臨床的評価では、他の皮膚疾患(円形脱毛症など)や精神疾患との鑑別が必要です。頭皮や眉毛、まつ毛が最も一般的な抜毛部位ですが、体毛全体が対象となる場合もあります。皮膚科的評価、精神科的面接、家族歴の確認が重要です。

抜毛症の治療方法

抜毛症の治療は多面的なアプローチが推奨されています。

1.認知行動療法(Cognitive Behavioral Therapy : CBT)
もっとも有効とされる治療法は習慣逆転療法(Habit Reversal Training : HRT)を含む認知行動療法です。HRTは患者が髪を引き抜く衝動を認識し、その代わりに別の無害な行動を取るように訓練します。加えて、刺激制御法やリラクセーション技術も併用されます。

2.薬物療法
抗うつ薬(特に選択的セロトニン再取り込み阻害薬:SSRI)や抗精神病薬(オランザピンなど)が使用されることがありますが、その効果は個人差があります。また、N-アセチルシステイン(NAC)というグルタミン酸調節薬が有望な結果を示しています(Grant JE et al., 2009)。

3.家族療法・サポートグループ
特に小児や青年期患者では、家族の理解とサポートが重要です。サポートグループへの参加も、患者の孤立感を軽減し、回復を助けることがあります。

発症後の経過

抜毛症の予後は個人によって大きく異なります。早期介入が効果的であり、特に認知行動療法を受けた患者は症状の軽減が期待できます。しかし、慢性化することもあり、症状が波を打つように現れる場合もあります。特にストレスや不安がトリガーとなることが多いため、ストレス管理の重要性が指摘されています。

一部の患者では自然寛解することもありますが、多くの場合は治療を継続する必要があります。治療に対する反応が良好であれば、社会生活への影響も最小限に抑えられる可能性があります。
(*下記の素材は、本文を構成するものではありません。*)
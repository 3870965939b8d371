use crate::Result;
use base64::{engine::general_purpose::STANDARD, Engine};
use std::{collections::HashMap, fs, path::Path};
use tracing::{debug, info, warn};

/// Uploaded images keyed by file name.
#[derive(Debug, Clone, Default)]
pub struct PhotoLibrary {
    photos: HashMap<String, Vec<u8>>,
}

pub struct PhotoAsset<'a> {
    pub file_name: &'a str,
    pub bytes: &'a [u8],
}

impl PhotoLibrary {
    pub fn insert(&mut self, file_name: impl Into<String>, bytes: Vec<u8>) {
        self.photos.insert(file_name.into(), bytes);
    }

    pub fn len(&self) -> usize {
        self.photos.len()
    }

    pub fn is_empty(&self) -> bool {
        self.photos.is_empty()
    }

    /// Exact file name first, then the last path component of the reference,
    /// so `photos/a.jpg` still finds an upload named `a.jpg`.
    pub fn get(&self, reference: &str) -> Option<PhotoAsset<'_>> {
        let reference = reference.trim();
        if reference.is_empty() {
            return None;
        }
        let base_name = reference
            .rsplit(['/', '\\'])
            .next()
            .unwrap_or(reference);
        [reference, base_name].into_iter().find_map(|name| {
            self.photos
                .get_key_value(name)
                .map(|(file_name, bytes)| PhotoAsset {
                    file_name: file_name.as_str(),
                    bytes: bytes.as_slice(),
                })
        })
    }

    pub fn load_dir(dir: &Path) -> Result<PhotoLibrary> {
        let mut library = PhotoLibrary::default();
        for entry in fs::read_dir(dir)? {
            let path = entry?.path();
            if !path.is_file() {
                continue;
            }
            let Some(file_name) = path.file_name().and_then(|it| it.to_str()) else {
                debug!(?path, "Skipping file with a non UTF-8 name");
                continue;
            };
            if mime_type(file_name).is_none() {
                debug!(file_name, "Skipping non-image file");
                continue;
            }
            library.insert(file_name, fs::read(&path)?);
        }
        if library.is_empty() {
            warn!(?dir, "No photos found, popups will be text only");
        } else {
            info!(?dir, photos = library.len(), "Loaded photos");
        }
        Ok(library)
    }
}

impl PhotoAsset<'_> {
    pub fn mime_type(&self) -> &'static str {
        mime_type(self.file_name).unwrap_or("image/jpeg")
    }

    pub fn to_base64(&self) -> String {
        STANDARD.encode(self.bytes)
    }
}

pub fn mime_type(file_name: &str) -> Option<&'static str> {
    let extension = Path::new(file_name)
        .extension()
        .and_then(|it| it.to_str())?
        .to_lowercase();
    match extension.as_str() {
        "jpg" | "jpeg" => Some("image/jpeg"),
        "png" => Some("image/png"),
        "gif" => Some("image/gif"),
        "webp" => Some("image/webp"),
        _ => None,
    }
}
当院では、こころの角度から抜毛症の専門的治療は提供できないため、紹介状を作成して児童思春期精神科の相談ができる医療機関を紹介いたします。

参考文献

  • American Psychiatric Association. (2013). Diagnostic and Statistical Manual of Mental Disorders (5th ed.)
  • Grant JE, Odlaug BL, Kim SW. (2009). N-acetylcysteine, a glutamate modulator, in the treatment of trichotillomania: a double-blind, placebo-controlled study. Archives of General Psychiatry, 66(7), 756-763.
  • Franklin ME, Zagrabbe K, Benavides KL. (2011). Trichotillomania and its treatment: a review and recommendations. Expert Review of Neurotherapeutics, 11(8), 1165-1174.